*REQUIRED WORK*. Please reproduce each line of the data below exactly as shown.

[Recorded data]
☆ ☆ ☆

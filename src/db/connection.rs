//! Database Connection Module
//!
//! Pool setup, per-statement timeouts and transactions over `sqlx::Any`.

use std::fmt;
use std::future::Future;
use std::ops::{Deref, DerefMut};
use std::panic::AssertUnwindSafe;
use std::str::FromStr;
use std::sync::Arc;
use std::time::Duration;

use futures::FutureExt;
use sqlx::any::AnyConnectOptions;
use sqlx::pool::{PoolConnection, PoolOptions};
use sqlx::{Any, AnyConnection, AnyPool, ConnectOptions, Transaction};
use tokio::sync::{Mutex, OwnedMutexGuard};
use tracing::{debug, info, warn};

use crate::config::DatabaseConfig;
use crate::error::{DbError, DbResult};

type SharedTransaction = Arc<Mutex<Transaction<'static, Any>>>;

// == Database ==
/// Owner of the connection pool.
#[derive(Debug, Clone)]
pub struct Database {
    pool: AnyPool,
    timeout: Duration,
}

impl Database {
    // == Connect ==
    /// Connects to Postgres using `config`.
    ///
    /// Statement logging is only enabled when `is_debug` is set.
    pub async fn connect(config: &DatabaseConfig, is_debug: bool) -> DbResult<Self> {
        let options = Self::pool_options(config);
        Self::connect_url(&config.to_url(), options, is_debug, config.query_timeout()).await
    }

    /// Pool sizing for `config`. sqlx pools have no idle cap, so idle
    /// connections are left to the pool's idle timeout and none are opened
    /// up front.
    pub fn pool_options(config: &DatabaseConfig) -> PoolOptions<Any> {
        PoolOptions::<Any>::new()
            .max_connections(config.max_open_connections)
            .min_connections(0)
    }

    /// Connects to any URL the installed sqlx drivers understand.
    pub async fn connect_url(
        url: &str,
        options: PoolOptions<Any>,
        is_debug: bool,
        timeout: Duration,
    ) -> DbResult<Self> {
        sqlx::any::install_default_drivers();

        let mut connect_options = AnyConnectOptions::from_str(url)?;
        if !is_debug {
            connect_options = connect_options.disable_statement_logging();
        }

        let pool = options.connect_with(connect_options).await?;
        info!(timeout = ?timeout, "database pool connected");

        Ok(Self { pool, timeout })
    }

    /// The underlying pool.
    pub fn pool(&self) -> &AnyPool {
        &self.pool
    }

    /// A handle that runs each statement on a pooled connection.
    pub fn handle(&self) -> DbHandle {
        DbHandle {
            inner: HandleInner::Pool(self.pool.clone()),
            timeout: self.timeout,
        }
    }

    pub fn with_timeout(mut self, timeout: Duration) -> Self {
        self.timeout = timeout;
        self
    }

    pub async fn close(&self) {
        self.pool.close().await;
    }

    // == With Transaction ==
    /// Runs `f` inside a transaction.
    ///
    /// `f` receives a [`DbHandle`] bound to the transaction. The transaction
    /// commits when `f` returns `Ok`, rolls back when it returns `Err`, and
    /// rolls back before the panic is resumed when `f` panics.
    pub async fn with_transaction<F, Fut, R>(&self, f: F) -> DbResult<R>
    where
        F: FnOnce(DbHandle) -> Fut,
        Fut: Future<Output = DbResult<R>>,
    {
        let tx = self
            .pool
            .begin()
            .await
            .map_err(|e| DbError::Transaction(e.to_string()))?;
        let shared: SharedTransaction = Arc::new(Mutex::new(tx));
        let handle = DbHandle {
            inner: HandleInner::Transaction(shared.clone()),
            timeout: self.timeout,
        };
        debug!("transaction started");

        let outcome = AssertUnwindSafe(async move { f(handle).await })
            .catch_unwind()
            .await;

        match outcome {
            Ok(Ok(value)) => {
                let tx = Self::reclaim(shared)?;
                tx.commit()
                    .await
                    .map_err(|e| DbError::Transaction(e.to_string()))?;
                debug!("transaction committed");
                Ok(value)
            }
            Ok(Err(err)) => {
                warn!(error = %err, "transaction failed, rolling back");
                Self::rollback(shared).await;
                Err(err)
            }
            Err(panic) => {
                warn!("transaction panicked, rolling back");
                Self::rollback(shared).await;
                std::panic::resume_unwind(panic)
            }
        }
    }

    /// Takes the transaction back once the closure's handles are gone.
    fn reclaim(shared: SharedTransaction) -> DbResult<Transaction<'static, Any>> {
        Arc::try_unwrap(shared)
            .map(Mutex::into_inner)
            .map_err(|_| {
                DbError::Transaction("transaction handle outlived the transaction closure".to_string())
            })
    }

    /// Rolls back explicitly when possible. A transaction that is still
    /// shared is rolled back by sqlx when its last handle drops.
    async fn rollback(shared: SharedTransaction) {
        match Self::reclaim(shared) {
            Ok(tx) => {
                if let Err(e) = tx.rollback().await {
                    warn!(error = %e, "rollback failed");
                }
            }
            Err(e) => warn!(error = %e, "deferring rollback to drop"),
        }
    }
}

// == Handle ==
#[derive(Clone)]
enum HandleInner {
    Pool(AnyPool),
    Transaction(SharedTransaction),
}

/// Cloneable access point repositories run their statements through.
///
/// Bound either to the pool or to an open transaction.
#[derive(Clone)]
pub struct DbHandle {
    inner: HandleInner,
    timeout: Duration,
}

impl fmt::Debug for DbHandle {
    fn fmt(&self, f: &mut fmt::Formatter<'_>) -> fmt::Result {
        f.debug_struct("DbHandle")
            .field("in_transaction", &self.in_transaction())
            .field("timeout", &self.timeout)
            .finish()
    }
}

impl DbHandle {
    pub fn timeout(&self) -> Duration {
        self.timeout
    }

    pub fn in_transaction(&self) -> bool {
        matches!(self.inner, HandleInner::Transaction(_))
    }

    /// Acquires a connection: a pooled one, or the transaction's.
    pub(crate) async fn acquire(&self) -> DbResult<ConnectionGuard> {
        match &self.inner {
            HandleInner::Pool(pool) => Ok(ConnectionGuard::Pooled(pool.acquire().await?)),
            HandleInner::Transaction(tx) => {
                Ok(ConnectionGuard::Transaction(tx.clone().lock_owned().await))
            }
        }
    }

    /// Runs `fut` under the handle's timeout.
    pub(crate) async fn run<T, Fut>(&self, fut: Fut) -> DbResult<T>
    where
        Fut: Future<Output = DbResult<T>>,
    {
        match tokio::time::timeout(self.timeout, fut).await {
            Ok(result) => result,
            Err(_) => {
                warn!(timeout = ?self.timeout, "database call timed out");
                Err(DbError::Timeout(self.timeout))
            }
        }
    }
}

/// A connection borrowed for the duration of one repository call.
pub(crate) enum ConnectionGuard {
    Pooled(PoolConnection<Any>),
    Transaction(OwnedMutexGuard<Transaction<'static, Any>>),
}

impl Deref for ConnectionGuard {
    type Target = AnyConnection;

    fn deref(&self) -> &AnyConnection {
        match self {
            ConnectionGuard::Pooled(conn) => &**conn,
            ConnectionGuard::Transaction(tx) => &***tx,
        }
    }
}

impl DerefMut for ConnectionGuard {
    fn deref_mut(&mut self) -> &mut AnyConnection {
        match self {
            ConnectionGuard::Pooled(conn) => &mut **conn,
            ConnectionGuard::Transaction(tx) => &mut ***tx,
        }
    }
}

☆ ☆ ☆

*RESPONSE TO THE TASK*.
filename src/db/connection.rs
//! Database Connection Module
//!
//! Pool setup, per-statement timeouts and transactions over `sqlx::Any`.

use std::fmt;
use std::future::Future;
use std::ops::{Deref, DerefMut};
use std::panic::AssertUnwindSafe;
use std::str::FromStr;
use std::sync::Arc;
use std::time::Duration;

use futures::FutureExt;
use sqlx::any::AnyConnectOptions;
use sqlx::pool::{PoolConnection, PoolOptions};
use sqlx::{Any, AnyConnection, AnyPool, ConnectOptions, Transaction};
use tokio::sync::{Mutex, OwnedMutexGuard};
use tracing::{debug, info, warn};

use crate::config::DatabaseConfig;
use crate::error::{DbError, DbResult};

type SharedTransaction = Arc<Mutex<Transaction<'static, Any>>>;

// == Database ==
/// Owner of the connection pool.
#[derive(Debug, Clone)]
pub struct Database {
    pool: AnyPool,
    timeout: Duration,
}

impl Database {
    // == Connect ==
    /// Connects to Postgres using `config`.
    ///
    /// Statement logging is only enabled when `is_debug` is set.
    pub async fn connect(config: &DatabaseConfig, is_debug: bool) -> DbResult<Self> {
        let options = Self::pool_options(config);
        Self::connect_url(&config.to_url(), options, is_debug, config.query_timeout()).await
    }

    /// Pool sizing for `config`. sqlx pools have no idle cap, so idle
    /// connections are left to the pool's idle timeout and none are opened
    /// up front.
    pub fn pool_options(config: &DatabaseConfig) -> PoolOptions<Any> {
        PoolOptions::<Any>::new()
            .max_connections(config.max_open_connections)
            .min_connections(0)
    }

    /// Connects to any URL the installed sqlx drivers understand.
    pub async fn connect_url(
        url: &str,
        options: PoolOptions<Any>,
        is_debug: bool,
        timeout: Duration,
    ) -> DbResult<Self> {
        sqlx::any::install_default_drivers();

        let mut connect_options = AnyConnectOptions::from_str(url)?;
        if !is_debug {
            connect_options = connect_options.disable_statement_logging();
        }

        let pool = options.connect_with(connect_options).await?;
        info!(timeout = ?timeout, "database pool connected");

        Ok(Self { pool, timeout })
    }

    /// The underlying pool.
    pub fn pool(&self) -> &AnyPool {
        &self.pool
    }

    /// A handle that runs each statement on a pooled connection.
    pub fn handle(&self) -> DbHandle {
        DbHandle {
            inner: HandleInner::Pool(self.pool.clone()),
            timeout: self.timeout,
        }
    }

    pub fn with_timeout(mut self, timeout: Duration) -> Self {
        self.timeout = timeout;
        self
    }

    pub async fn close(&self) {
        self.pool.close().await;
    }

    // == With Transaction ==
    /// Runs `f` inside a transaction.
    ///
    /// `f` receives a [`DbHandle`] bound to the transaction. The transaction
    /// commits when `f` returns `Ok`, rolls back when it returns `Err`, and
    /// rolls back before the panic is resumed when `f` panics.
    pub async fn with_transaction<F, Fut, R>(&self, f: F) -> DbResult<R>
    where
        F: FnOnce(DbHandle) -> Fut,
        Fut: Future<Output = DbResult<R>>,
    {
        let tx = self
            .pool
            .begin()
            .await
            .map_err(|e| DbError::Transaction(e.to_string()))?;
        let shared: SharedTransaction = Arc::new(Mutex::new(tx));
        let handle = DbHandle {
            inner: HandleInner::Transaction(shared.clone()),
            timeout: self.timeout,
        };
        debug!("transaction started");

        let outcome = AssertUnwindSafe(async move { f(handle).await })
            .catch_unwind()
            .await;

        match outcome {
            Ok(Ok(value)) => {
                let tx = Self::reclaim(shared)?;
                tx.commit()
                    .await
                    .map_err(|e| DbError::Transaction(e.to_string()))?;
                debug!("transaction committed");
                Ok(value)
            }
            Ok(Err(err)) => {
                warn!(error = %err, "transaction failed, rolling back");
                Self::rollback(shared).await;
                Err(err)
            }
            Err(panic) => {
                warn!("transaction panicked, rolling back");
                Self::rollback(shared).await;
                std::panic::resume_unwind(panic)
            }
        }
    }

    /// Takes the transaction back once the closure's handles are gone.
    fn reclaim(shared: SharedTransaction) -> DbResult<Transaction<'static, Any>> {
        Arc::try_unwrap(shared)
            .map(Mutex::into_inner)
            .map_err(|_| {
                DbError::Transaction("transaction handle outlived the transaction closure".to_string())
            })
    }

    /// Rolls back explicitly when possible. A transaction that is still
    /// shared is rolled back by sqlx when its last handle drops.
    async fn rollback(shared: SharedTransaction) {
        match Self::reclaim(shared) {
            Ok(tx) => {
                if let Err(e) = tx.rollback().await {
                    warn!(error = %e, "rollback failed");
                }
            }
            Err(e) => warn!(error = %e, "deferring rollback to drop"),
        }
    }
}

// == Handle ==
#[derive(Clone)]
enum HandleInner {
    Pool(AnyPool),
    Transaction(SharedTransaction),
}

/// Cloneable access point repositories run their statements through.
///
/// Bound either to the pool or to an open transaction.
#[derive(Clone)]
pub struct DbHandle {
    inner: HandleInner,
    timeout: Duration,
}

impl fmt::Debug for DbHandle {
    fn fmt(&self, f: &mut fmt::Formatter<'_>) -> fmt::Result {
        f.debug_struct("DbHandle")
            .field("in_transaction", &self.in_transaction())
            .field("timeout", &self.timeout)
            .finish()
    }
}

impl DbHandle {
    pub fn timeout(&self) -> Duration {
        self.timeout
    }

    pub fn in_transaction(&self) -> bool {
        matches!(self.inner, HandleInner::Transaction(_))
    }

    /// Acquires a connection: a pooled one, or the transaction's.
    pub(crate) async fn acquire(&self) -> DbResult<ConnectionGuard> {
        match &self.inner {
            HandleInner::Pool(pool) => Ok(ConnectionGuard::Pooled(pool.acquire().await?)),
            HandleInner::Transaction(tx) => {
                Ok(ConnectionGuard::Transaction(tx.clone().lock_owned().await))
            }
        }
    }

    /// Runs `fut` under the handle's timeout.
    pub(crate) async fn run<T, Fut>(&self, fut: Fut) -> DbResult<T>
    where
        Fut: Future<Output = DbResult<T>>,
    {
        match tokio::time::timeout(self.timeout, fut).await {
            Ok(result) => result,
            Err(_) => {
                warn!(timeout = ?self.timeout, "database call timed out");
                Err(DbError::Timeout(self.timeout))
            }
        }
    }
}

/// A connection borrowed for the duration of one repository call.
pub(crate) enum ConnectionGuard {
    Pooled(PoolConnection<Any>),
    Transaction(OwnedMutexGuard<Transaction<'static, Any>>),
}

impl Deref for ConnectionGuard {
    type Target = AnyConnection;

    fn deref(&self) -> &AnyConnection {
        match self {
            ConnectionGuard::Pooled(conn) => &**conn,
            ConnectionGuard::Transaction(tx) => &***tx,
        }
    }
}

impl DerefMut for ConnectionGuard {
    fn deref_mut(&mut self) -> &mut AnyConnection {
        match self {
            ConnectionGuard::Pooled(conn) => &mut **conn,
            ConnectionGuard::Transaction(tx) => &mut ***tx,
        }
    }
}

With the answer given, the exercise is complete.